Grounded Boeing Plane Takes Bite Out of Airlines

American Airlines' 2019 earnings will be reduced by $400 million, and Southwest Airlines has trimmed $175 million from its second-quarter operating profit.

AP Photo/Ross D. Franklin

DALLAS (AP) — Airlines are tallying up the damage and talking to Boeing about compensation for the grounding of the troubled 737 Max jet. On Thursday, two of the three large U.S. airlines that own Max jets updated their estimates of how the plane is hurting their bottom lines.

American Airlines said its 2019 earnings will be reduced by $400 million — $50 million more than its previous estimate. Southwest Airlines said the grounding trimmed $175 million from its second-quarter operating profit.

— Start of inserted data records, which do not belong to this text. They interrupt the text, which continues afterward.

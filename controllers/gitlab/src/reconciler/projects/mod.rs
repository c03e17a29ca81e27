//! Project-scoped translators
//!
//! Projects themselves plus everything that lives under `/projects/:id`.
//! Runners are here too: project runners are the common case, and group and
//! instance runners share the same `/user/runners` endpoint.

pub mod access_token;
pub mod approval_rule;
pub mod deploy_key;
pub mod deploy_token;
pub mod hook;
pub mod mattermost;
pub mod member;
pub mod pipeline_schedule;
pub mod project;
pub mod runner;
pub mod variable;

#[cfg(test)]
mod credentials_test;
#[cfg(test)]
mod member_test;
#[cfg(test)]
mod project_test;

pub use access_token::ProjectAccessTokenTranslator;
pub use approval_rule::ProjectApprovalRuleTranslator;
pub use deploy_key::ProjectDeployKeyTranslator;
pub use deploy_token::ProjectDeployTokenTranslator;
pub use hook::ProjectHookTranslator;
pub use mattermost::MattermostTranslator;
pub use member::ProjectMemberTranslator;
pub use pipeline_schedule::PipelineScheduleTranslator;
pub use project::ProjectTranslator;
pub use runner::RunnerTranslator;
pub use variable::ProjectVariableTranslator;
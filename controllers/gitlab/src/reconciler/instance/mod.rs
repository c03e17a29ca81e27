//! Instance-scoped translators

pub mod license;
pub mod settings;

#[cfg(test)]
mod instance_test;

pub use license::LicenseTranslator;
pub use settings::ApplicationSettingsTranslator;
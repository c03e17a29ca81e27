//! ProjectDeployToken Custom Resource Definition

use crate::id_or_path::IdOrPath;
use crate::managed::{ManagedStatus, ResourceSpec};
use crate::shared::{DeployTokenObservation, DeployTokenParameters};
use kube::CustomResource;
use schemars::JsonSchema;
use serde::{Deserialize, Serialize};

/// ProjectDeployTokenSpec defines a project deploy token.
///
/// The token value is only returned on creation and is published to
/// `writeConnectionSecretToRef`, which is therefore required.
#[derive(CustomResource, Debug, Clone, Serialize, Deserialize, JsonSchema)]
#[kube(
    group = "gitlab.microscaler.io",
    version = "v1alpha1",
    kind = "ProjectDeployToken",
    namespaced,
    status = "ProjectDeployTokenStatus"
)]
#[serde(rename_all = "camelCase")]
pub struct ProjectDeployTokenSpec {
    pub for_provider: ProjectDeployTokenParameters,

    #[serde(flatten)]
    pub resource_spec: ResourceSpec,
}

#[derive(Debug, Clone, Serialize, Deserialize, JsonSchema, PartialEq, Default)]
#[serde(rename_all = "camelCase")]
pub struct ProjectDeployTokenParameters {
    #[serde(rename = "projectID", default, skip_serializing_if = "Option::is_none")]
    pub project_id: Option<IdOrPath>,

    #[serde(flatten)]
    pub token: DeployTokenParameters,
}

pub type ProjectDeployTokenStatus = ManagedStatus<DeployTokenObservation>;

crate::managed_resource!(ProjectDeployToken, ProjectDeployTokenParameters, DeployTokenObservation);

Southwest also announced that because it has fewer planes without the Max, it will end service at a major airport in the New York City area. And it dropped the plane from its schedule until early January — two months longer than American — to allow time for pilot retraining and avoid disruptions for holiday-season travelers.

Airline executives, however, are standing behind the plane and betting that passengers will get back on board. The Max has been grounded since March after two crashes killed a total of 346 people. "We believe that the Max 8 is the best airplane in its category," Southwest Chairman and CEO Gary Kelly told investors. "We want as many Maxes as we can practically deploy as soon as possible."

American Airlines Chairman and CEO Doug Parker said once the Federal Aviation Administration approves Boeing changes to the plane and pilots are comfortable that they are adequately trained to fly it, that "will make the difference in consumer attitudes about the aircraft itself." This week, Boeing reported its largest quarterly loss ever, nearly $3 billion, after setting aside $5.6 billion to cover compensation to its airline customers.

Boeing CEO Dennis Muilenburg said he expects the Max to return to service in October after the company completes software updates in September. He said Boeing might have to reduce or even pause Max production if the grounding lasts much longer. Previous Boeing forecasts have turned out to be too optimistic, however, and Muilenburg conceded there is a risk that new issues could be found on the plane.

When the plane was grounded in March, Southwest owned 34 of them, the most of any of the several dozen airlines that were using the plane. That's nearly five percent of Southwest's fleet and eight percent of the airline's passenger-carrying capacity.

Without those planes, Southwest is canceling about 180 flights a day through Jan. 5, nearly five percent of its schedule, and taking the unusual step of shrinking rather than growing its passenger-carrying capacity. It canceled fall training classes for new pilots — in effect, a hiring freeze.

To make the best use of its remaining planes, Southwest will shut down operations at Newark Liberty International Airport in New Jersey — results there have been disappointing anyway — on November 3 and consolidate service at New York's LaGuardia Airport.

Kelly said Southwest has had "preliminary discussions" with Boeing about compensation without reaching any conclusion. American Airlines, which had 24 Max jets, is canceling about 115 flights a day through November 2 because of the grounding. Airline executives said last-minute bookings dropped for more than a month after the Max was grounded because business travelers feared being stranded by a cancellation. The company said the Max cut $175 million from its second-quarter profit.

Parker, the American CEO, said on a call with analysts that there have been "conversations with the highest levels of Boeing about what our expectations are" for compensation. He said the discussions didn't get into details, and he declined to say who talked to whom.

Boeing has suggested that compensation will not be entirely in cash. Analysts believe airlines could receive discounts on future orders or other services. The grounding contributed to rising costs at Southwest, which reported that second-quarter profit rose one percent from a year ago, to $741 million, despite the missing Max planes.

The results were slightly better than analysts expected. Brisk demand for travel translated into fewer empty seats than ever before, and Southwest said it expects revenue to remain strong through September. The Dallas-based airline said earnings after special items like the Max were $1.37 per share, two cents better than the average forecast from 10 analysts surveyed by Zacks Investment Research. Revenue rose three percent to $5.91 billion.

American said second-quarter profit rose 19 percent to $662 million despite a $175 million pretax hit from the Max grounding. The Fort Worth, Texas-based company said that excluding non-repeating costs, it would have earned $1.82 per share, five cents better than analysts in the Zacks survey expected. Revenue rose three percent to $11.96 billion.

American faces other problems besides the Max. Cancellations have soared this summer partly because of what the airline contends is an illegal work slowdown by mechanics. Parker said the airline often has more planes out of service for mechanical issues than it has spares. "By definition that means you are starting the day canceling some flights," he said.

A federal judge ordered the mechanics' unions to stop the slowdown. The unions deny wrongdoing. In afternoon trading, shares of Southwest Airlines Co. rose 61 cents to $55.33, while American Airlines Group Inc. sank $2.75, or 7.9%, to $31.84.